Problem statement =>
If a line in the records below contains the word "intercept", return that line.

Material for this exercise =>
══════════════════════════════
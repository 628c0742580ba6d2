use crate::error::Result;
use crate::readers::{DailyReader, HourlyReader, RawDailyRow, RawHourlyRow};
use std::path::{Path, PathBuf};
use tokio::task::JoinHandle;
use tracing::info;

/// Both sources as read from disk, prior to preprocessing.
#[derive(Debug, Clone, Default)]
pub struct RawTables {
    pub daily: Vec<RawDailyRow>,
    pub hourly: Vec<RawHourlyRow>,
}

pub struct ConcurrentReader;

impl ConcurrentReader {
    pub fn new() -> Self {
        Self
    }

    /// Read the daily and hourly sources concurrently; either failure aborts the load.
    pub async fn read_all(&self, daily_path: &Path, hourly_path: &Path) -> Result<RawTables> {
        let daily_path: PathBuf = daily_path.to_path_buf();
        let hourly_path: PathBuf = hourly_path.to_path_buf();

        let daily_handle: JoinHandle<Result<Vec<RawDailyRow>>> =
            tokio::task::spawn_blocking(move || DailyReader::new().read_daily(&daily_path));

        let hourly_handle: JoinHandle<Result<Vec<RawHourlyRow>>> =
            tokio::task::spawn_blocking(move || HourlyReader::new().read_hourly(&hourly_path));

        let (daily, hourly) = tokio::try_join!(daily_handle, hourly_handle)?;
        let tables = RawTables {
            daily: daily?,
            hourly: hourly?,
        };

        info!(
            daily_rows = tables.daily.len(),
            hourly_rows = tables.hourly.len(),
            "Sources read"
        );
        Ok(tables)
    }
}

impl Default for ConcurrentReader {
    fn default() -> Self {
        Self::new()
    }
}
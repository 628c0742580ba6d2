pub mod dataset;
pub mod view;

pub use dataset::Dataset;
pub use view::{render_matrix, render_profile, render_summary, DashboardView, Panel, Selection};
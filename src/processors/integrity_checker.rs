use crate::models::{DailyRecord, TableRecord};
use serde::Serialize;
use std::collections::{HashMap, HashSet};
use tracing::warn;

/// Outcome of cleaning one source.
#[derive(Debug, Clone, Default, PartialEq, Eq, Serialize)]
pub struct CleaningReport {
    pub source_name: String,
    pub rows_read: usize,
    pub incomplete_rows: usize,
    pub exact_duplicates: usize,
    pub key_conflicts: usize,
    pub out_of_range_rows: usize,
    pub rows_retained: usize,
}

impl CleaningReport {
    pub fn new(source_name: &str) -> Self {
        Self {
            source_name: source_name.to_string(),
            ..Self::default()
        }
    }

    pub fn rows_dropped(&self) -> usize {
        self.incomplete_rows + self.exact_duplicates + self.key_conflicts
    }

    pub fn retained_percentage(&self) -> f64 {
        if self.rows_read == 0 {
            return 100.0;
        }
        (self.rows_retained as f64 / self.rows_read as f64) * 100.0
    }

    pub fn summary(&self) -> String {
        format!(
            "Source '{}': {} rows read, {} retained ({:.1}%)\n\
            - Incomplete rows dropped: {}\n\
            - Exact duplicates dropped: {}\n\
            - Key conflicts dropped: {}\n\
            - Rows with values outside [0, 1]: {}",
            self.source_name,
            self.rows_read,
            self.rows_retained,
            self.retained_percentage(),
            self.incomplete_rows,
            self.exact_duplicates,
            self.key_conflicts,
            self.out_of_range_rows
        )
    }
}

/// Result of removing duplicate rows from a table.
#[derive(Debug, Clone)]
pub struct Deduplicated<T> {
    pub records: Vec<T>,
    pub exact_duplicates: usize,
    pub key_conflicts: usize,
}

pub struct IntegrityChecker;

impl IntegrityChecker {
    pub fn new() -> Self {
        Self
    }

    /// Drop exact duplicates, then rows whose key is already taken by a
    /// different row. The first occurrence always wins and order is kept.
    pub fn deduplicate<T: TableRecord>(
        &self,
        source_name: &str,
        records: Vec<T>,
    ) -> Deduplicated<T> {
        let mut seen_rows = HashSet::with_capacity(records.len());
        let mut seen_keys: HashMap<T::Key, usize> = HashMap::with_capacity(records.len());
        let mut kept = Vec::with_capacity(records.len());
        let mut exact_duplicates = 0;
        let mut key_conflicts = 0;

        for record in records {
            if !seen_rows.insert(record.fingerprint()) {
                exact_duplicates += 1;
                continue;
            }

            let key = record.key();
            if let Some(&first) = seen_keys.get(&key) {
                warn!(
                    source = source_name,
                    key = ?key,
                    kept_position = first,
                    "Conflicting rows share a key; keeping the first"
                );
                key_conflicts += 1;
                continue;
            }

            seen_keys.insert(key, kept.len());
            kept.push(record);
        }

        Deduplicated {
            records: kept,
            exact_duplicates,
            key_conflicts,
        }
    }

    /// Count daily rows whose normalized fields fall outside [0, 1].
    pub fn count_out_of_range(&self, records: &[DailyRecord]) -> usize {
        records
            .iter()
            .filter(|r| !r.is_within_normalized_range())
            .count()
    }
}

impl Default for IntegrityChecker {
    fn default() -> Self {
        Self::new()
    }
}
══════════════════════════════
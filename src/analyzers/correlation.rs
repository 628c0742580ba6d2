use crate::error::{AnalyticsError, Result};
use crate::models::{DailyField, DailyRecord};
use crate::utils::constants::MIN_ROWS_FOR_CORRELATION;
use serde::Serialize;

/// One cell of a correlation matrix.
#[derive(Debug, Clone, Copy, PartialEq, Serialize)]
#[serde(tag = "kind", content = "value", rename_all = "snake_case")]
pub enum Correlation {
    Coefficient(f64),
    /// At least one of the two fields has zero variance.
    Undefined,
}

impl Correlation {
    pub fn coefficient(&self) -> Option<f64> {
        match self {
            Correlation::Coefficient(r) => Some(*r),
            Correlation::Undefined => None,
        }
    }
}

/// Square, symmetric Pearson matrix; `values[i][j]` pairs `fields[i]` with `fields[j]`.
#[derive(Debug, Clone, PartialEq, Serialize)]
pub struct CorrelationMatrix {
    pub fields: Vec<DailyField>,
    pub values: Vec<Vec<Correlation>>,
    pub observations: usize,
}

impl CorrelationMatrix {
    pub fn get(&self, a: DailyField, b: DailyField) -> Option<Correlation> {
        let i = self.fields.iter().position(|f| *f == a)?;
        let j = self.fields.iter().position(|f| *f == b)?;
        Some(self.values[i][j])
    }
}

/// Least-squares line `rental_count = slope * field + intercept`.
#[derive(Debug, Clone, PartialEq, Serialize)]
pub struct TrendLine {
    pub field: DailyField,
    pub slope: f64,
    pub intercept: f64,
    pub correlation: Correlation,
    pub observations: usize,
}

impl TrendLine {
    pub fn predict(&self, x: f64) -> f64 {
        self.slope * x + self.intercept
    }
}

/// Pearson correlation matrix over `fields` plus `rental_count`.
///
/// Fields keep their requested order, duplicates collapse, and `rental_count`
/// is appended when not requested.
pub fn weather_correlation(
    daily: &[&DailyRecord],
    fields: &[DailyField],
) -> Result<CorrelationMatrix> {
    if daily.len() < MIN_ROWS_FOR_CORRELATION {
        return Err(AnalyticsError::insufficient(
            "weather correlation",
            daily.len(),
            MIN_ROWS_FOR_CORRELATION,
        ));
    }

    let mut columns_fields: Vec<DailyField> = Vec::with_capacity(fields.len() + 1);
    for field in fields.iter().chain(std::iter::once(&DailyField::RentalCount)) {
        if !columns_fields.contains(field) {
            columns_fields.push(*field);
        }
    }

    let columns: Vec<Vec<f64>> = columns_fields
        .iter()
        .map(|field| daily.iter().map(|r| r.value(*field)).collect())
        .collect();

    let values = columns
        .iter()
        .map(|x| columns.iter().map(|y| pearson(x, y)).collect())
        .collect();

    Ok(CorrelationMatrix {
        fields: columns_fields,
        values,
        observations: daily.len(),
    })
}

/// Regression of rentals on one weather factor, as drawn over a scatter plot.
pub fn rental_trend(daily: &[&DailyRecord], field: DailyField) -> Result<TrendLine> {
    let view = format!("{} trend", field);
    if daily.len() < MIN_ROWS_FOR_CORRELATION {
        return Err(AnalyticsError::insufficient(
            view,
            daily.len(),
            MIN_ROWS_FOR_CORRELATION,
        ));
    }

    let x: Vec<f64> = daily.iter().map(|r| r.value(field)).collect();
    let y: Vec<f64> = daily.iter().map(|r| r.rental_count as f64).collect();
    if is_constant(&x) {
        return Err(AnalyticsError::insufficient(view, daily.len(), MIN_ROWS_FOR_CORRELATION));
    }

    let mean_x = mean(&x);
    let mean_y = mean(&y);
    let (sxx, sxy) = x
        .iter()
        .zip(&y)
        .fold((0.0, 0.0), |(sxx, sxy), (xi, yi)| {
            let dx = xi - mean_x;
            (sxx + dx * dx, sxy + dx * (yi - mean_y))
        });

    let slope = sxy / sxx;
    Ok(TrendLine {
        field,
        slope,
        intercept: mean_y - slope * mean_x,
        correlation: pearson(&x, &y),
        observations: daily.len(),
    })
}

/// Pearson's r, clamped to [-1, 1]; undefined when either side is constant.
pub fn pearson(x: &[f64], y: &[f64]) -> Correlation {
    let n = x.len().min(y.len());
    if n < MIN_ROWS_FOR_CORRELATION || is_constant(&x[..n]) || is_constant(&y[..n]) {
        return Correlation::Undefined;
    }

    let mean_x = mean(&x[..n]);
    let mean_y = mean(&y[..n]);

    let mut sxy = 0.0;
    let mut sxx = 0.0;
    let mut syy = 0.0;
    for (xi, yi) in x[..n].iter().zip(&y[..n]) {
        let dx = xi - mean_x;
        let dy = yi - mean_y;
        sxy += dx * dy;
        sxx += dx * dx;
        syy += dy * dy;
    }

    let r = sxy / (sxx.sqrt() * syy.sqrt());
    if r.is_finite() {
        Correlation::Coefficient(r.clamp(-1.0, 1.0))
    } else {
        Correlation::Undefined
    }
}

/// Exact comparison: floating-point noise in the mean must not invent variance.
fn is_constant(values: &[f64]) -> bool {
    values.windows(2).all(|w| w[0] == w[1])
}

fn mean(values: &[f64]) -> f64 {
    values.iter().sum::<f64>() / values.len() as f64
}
══════════════════════════════
Expected answer =>
/// Least-squares line `rental_count = slope * field + intercept`.
    pub intercept: f64,
        self.slope * x + self.intercept
        intercept: mean_y - slope * mean_x,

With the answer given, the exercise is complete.